Traditional neural networks start from the data, they cannot easily handle prior knowledge -- this is one of the reasons why they often take very long to train. It is desirable to incorporate prior knowledge into deep learning. For the case when this knowledge consists of propositional statements, a successful way to incorporate this knowledge was proposed in a recent paper by van Krieken et al. That paper uses the fact that a neural network does not directly return a truth value, it returns a real value -- in effect, the degree of confidence in the corresponding statement -- from which we extract the truth value by fixing a threshold. Thus, the authors of the paper used formulas for transforming degrees of confidence in individual statements into a reasonable estimate for the degree of confidence in their logical combinations, formulas developed and studied under the name of fuzzy logic.
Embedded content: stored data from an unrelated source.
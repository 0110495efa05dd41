//! Page layer: byte layouts of the pages the catalog owns.
//!
//! Pages live in buffer-pool frames as raw bytes. The types here are views
//! over those bytes that check the page-type tag before interpreting them:
//! - `SlotHeap`: slotted data page with a slot table growing up and
//!   variable-length cells growing down from the end of the page
//! - `ChainPage`: one link of a huge-payload chain

mod chain;
mod header;
mod slotted;

pub use chain::{ChainPage, CHAIN_CAPACITY, CHAIN_HEADER_SIZE};
pub use header::{HeapHeader, HEAP_HEADER_SIZE};
pub use slotted::{SlotHeap, CELL_HEADER_SIZE, SLOT_SIZE, TOMBSTONE};

use crate::types::PAGE_SIZE;

/// A raw page buffer
#[derive(Clone)]
pub struct PageBuf {
    data: [u8; PAGE_SIZE],
}

impl PageBuf {
    /// Create a new zeroed page buffer
    pub fn new() -> Self {
        Self {
            data: [0u8; PAGE_SIZE],
        }
    }

    /// Get a reference to the raw bytes
    pub fn as_bytes(&self) -> &[u8] {
        &self.data
    }

    /// Get a mutable reference to the raw bytes
    pub fn as_bytes_mut(&mut self) -> &mut [u8] {
        &mut self.data
    }
}

impl Default for PageBuf {
    fn default() -> Self {
        Self::new()
    }
}

impl std::ops::Deref for PageBuf {
    type Target = [u8];

    fn deref(&self) -> &Self::Target {
        &self.data
    }
}

impl std::ops::DerefMut for PageBuf {
    fn deref_mut(&mut self) -> &mut Self::Target {
        &mut self.data
    }
}

impl AsRef<[u8]> for PageBuf {
    fn as_ref(&self) -> &[u8] {
        &self.data
    }
}

impl AsMut<[u8]> for PageBuf {
    fn as_mut(&mut self) -> &mut [u8] {
        &mut self.data
    }
}

/// CRC32C over several disjoint regions of a page, in order
pub fn checksum(parts: &[&[u8]]) -> u32 {
    parts
        .iter()
        .fold(0u32, |crc, part| crc32c::crc32c_append(crc, part))
}

pub(crate) fn read_u16(bytes: &[u8], offset: usize) -> u16 {
    u16::from_be_bytes([bytes[offset], bytes[offset + 1]])
}

pub(crate) fn write_u16(bytes: &mut [u8], offset: usize, value: u16) {
    bytes[offset..offset + 2].copy_from_slice(&value.to_be_bytes());
}

pub(crate) fn read_u32(bytes: &[u8], offset: usize) -> u32 {
    u32::from_be_bytes([
        bytes[offset],
        bytes[offset + 1],
        bytes[offset + 2],
        bytes[offset + 3],
    ])
}

pub(crate) fn write_u32(bytes: &mut [u8], offset: usize, value: u32) {
    bytes[offset..offset + 4].copy_from_slice(&value.to_be_bytes());
}

#[cfg(test)]
mod tests {
    use super::*;

    #[test]
    fn test_checksum_matches_contiguous_crc() {
        let data = b"page engine checksum";
        assert_eq!(checksum(&[&data[..5], &data[5..]]), crc32c::crc32c(data));
    }

    #[test]
    fn test_integer_helpers() {
        let mut buf = [0u8; 8];
        write_u16(&mut buf, 0, 0xBEEF);
        write_u32(&mut buf, 2, 0xDEAD_BEEF);
        assert_eq!(read_u16(&buf, 0), 0xBEEF);
        assert_eq!(read_u32(&buf, 2), 0xDEAD_BEEF);
    }
}
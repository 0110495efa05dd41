//! Group descriptors and bitmap word addressing.
//!
//! A group is `GROUP_SIZE` consecutive pages whose first two pages are the
//! bitmaps tracking the whole group, themselves included. Bit `i` lives in
//! little-endian 64-bit word `i / 64`; words are numbered across both bitmap
//! pages.

use crate::page::{read_u32, write_u32};
use crate::types::{
    PageId, BITMAP_PAGES_PER_GROUP, BITS_PER_BITMAP_PAGE, GROUP_DESCRIPTOR_SIZE, GROUP_SIZE,
    HEAD_OFFSET, PAGE_SIZE,
};
use std::sync::atomic::{AtomicU32, Ordering};

/// 64-bit words in one bitmap page
pub const WORDS_PER_BITMAP_PAGE: u32 = BITS_PER_BITMAP_PAGE / 64;

/// 64-bit words across a group's bitmap pages
pub const WORDS_PER_GROUP: u32 = WORDS_PER_BITMAP_PAGE * BITMAP_PAGES_PER_GROUP;

/// Pages a fresh group can hand out
pub const USABLE_PAGES_PER_GROUP: u32 = GROUP_SIZE - BITMAP_PAGES_PER_GROUP;

/// In-memory group descriptor.
///
/// `free_pages` never exceeds the number of clear bits in the group: `alloc`
/// reserves from the counter before setting a bit and `free` clears a bit
/// before returning it to the counter. Ordering contract: loads `Acquire`,
/// stores `Release`, read-modify-writes `AcqRel`.
///
/// On-disk layout (16 bytes):
/// ```text
/// Offset  Size  Description
/// 0       4     First page of the group (its first bitmap page)
/// 4       4     Free page count
/// 8       4     Bitmap word most recently touched
/// 12      4     Reserved
/// ```
#[derive(Debug)]
pub struct GroupDescriptor {
    start: PageId,
    free_pages: AtomicU32,
    last_set: AtomicU32,
}

impl GroupDescriptor {
    /// Descriptor for a freshly laid out group
    pub fn fresh(index: u32) -> Self {
        Self {
            start: group_start(index),
            free_pages: AtomicU32::new(USABLE_PAGES_PER_GROUP),
            last_set: AtomicU32::new(0),
        }
    }

    /// Decode the descriptor for group `index` from a descriptor-table page.
    ///
    /// Returns `None` if the stored values cannot belong to that group.
    pub fn read(bytes: &[u8], index: u32) -> Option<Self> {
        let off = descriptor_offset(index);
        let start = PageId::read_be(bytes, off);
        let free_pages = read_u32(bytes, off + 4);
        let last_set = read_u32(bytes, off + 8);

        let sane = start == group_start(index)
            && free_pages <= USABLE_PAGES_PER_GROUP
            && last_set < WORDS_PER_GROUP;
        sane.then(|| Self {
            start,
            free_pages: AtomicU32::new(free_pages),
            last_set: AtomicU32::new(last_set),
        })
    }

    /// Encode into a descriptor-table page
    pub fn write(&self, bytes: &mut [u8], index: u32) {
        let off = descriptor_offset(index);
        self.start.write_be(bytes, off);
        write_u32(bytes, off + 4, self.free_pages());
        write_u32(bytes, off + 8, self.last_set());
        write_u32(bytes, off + 12, 0);
    }

    pub fn start(&self) -> PageId {
        self.start
    }

    /// The bitmap page holding `word`
    pub fn bitmap_page(&self, word: u32) -> PageId {
        PageId::new(self.start.value() + word / WORDS_PER_BITMAP_PAGE)
    }

    pub fn free_pages(&self) -> u32 {
        self.free_pages.load(Ordering::Acquire)
    }

    /// Take one page from the free counter; false if it is zero
    pub fn try_reserve(&self) -> bool {
        self.free_pages
            .fetch_update(Ordering::AcqRel, Ordering::Acquire, |n| n.checked_sub(1))
            .is_ok()
    }

    /// Return one page to the free counter
    pub fn release(&self) {
        self.free_pages.fetch_add(1, Ordering::AcqRel);
    }

    pub fn last_set(&self) -> u32 {
        self.last_set.load(Ordering::Acquire)
    }

    pub fn set_last_set(&self, word: u32) {
        self.last_set.store(word, Ordering::Release);
    }
}

/// First page of group `index`
pub fn group_start(index: u32) -> PageId {
    PageId::new(HEAD_OFFSET + index * GROUP_SIZE)
}

/// Group index and bit within the group for a page past the metadata head
pub fn locate(page: PageId) -> Option<(u32, u32)> {
    let rel = page.value().checked_sub(HEAD_OFFSET)?;
    Some((rel / GROUP_SIZE, rel % GROUP_SIZE))
}

/// Descriptor-table page holding group `index`
pub fn descriptor_page(index: u32) -> u32 {
    index / (PAGE_SIZE / GROUP_DESCRIPTOR_SIZE) as u32
}

fn descriptor_offset(index: u32) -> usize {
    (index as usize % (PAGE_SIZE / GROUP_DESCRIPTOR_SIZE)) * GROUP_DESCRIPTOR_SIZE
}

/// Byte offset of `word` within its bitmap page
pub fn word_offset(word: u32) -> usize {
    (word % WORDS_PER_BITMAP_PAGE) as usize * 8
}

pub fn read_word(bytes: &[u8], offset: usize) -> u64 {
    let mut raw = [0u8; 8];
    raw.copy_from_slice(&bytes[offset..offset + 8]);
    u64::from_le_bytes(raw)
}

pub fn write_word(bytes: &mut [u8], offset: usize, word: u64) {
    bytes[offset..offset + 8].copy_from_slice(&word.to_le_bytes());
}

/// Lowest clear bit of a word, if any
pub fn first_zero(word: u64) -> Option<u32> {
    (word != u64::MAX).then(|| (!word).trailing_zeros())
}

/// Contents of the first bitmap page of a fresh group: the two bitmap pages
/// are marked used.
pub fn fresh_bitmap_head(bytes: &mut [u8]) {
    bytes[..PAGE_SIZE].fill(0);
    let used = (1u64 << BITMAP_PAGES_PER_GROUP) - 1;
    write_word(bytes, 0, used);
}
However, it turns out the direct use of these formula often leads to very slow training. That paper showed that we can get effective training if instead of directly using the resulting degree of confidence we first apply a sigmoid-related transformation. In our paper, we provide a theoretical explanation of this semi-empirical idea: specifically, we show that under reasonable conditions, the optimal nonlinear transformation is either a sigmoid or an (arc)tangent or an appropriate combination of sigmoids, (arc)tangents, and their limit cases (such as linear functions).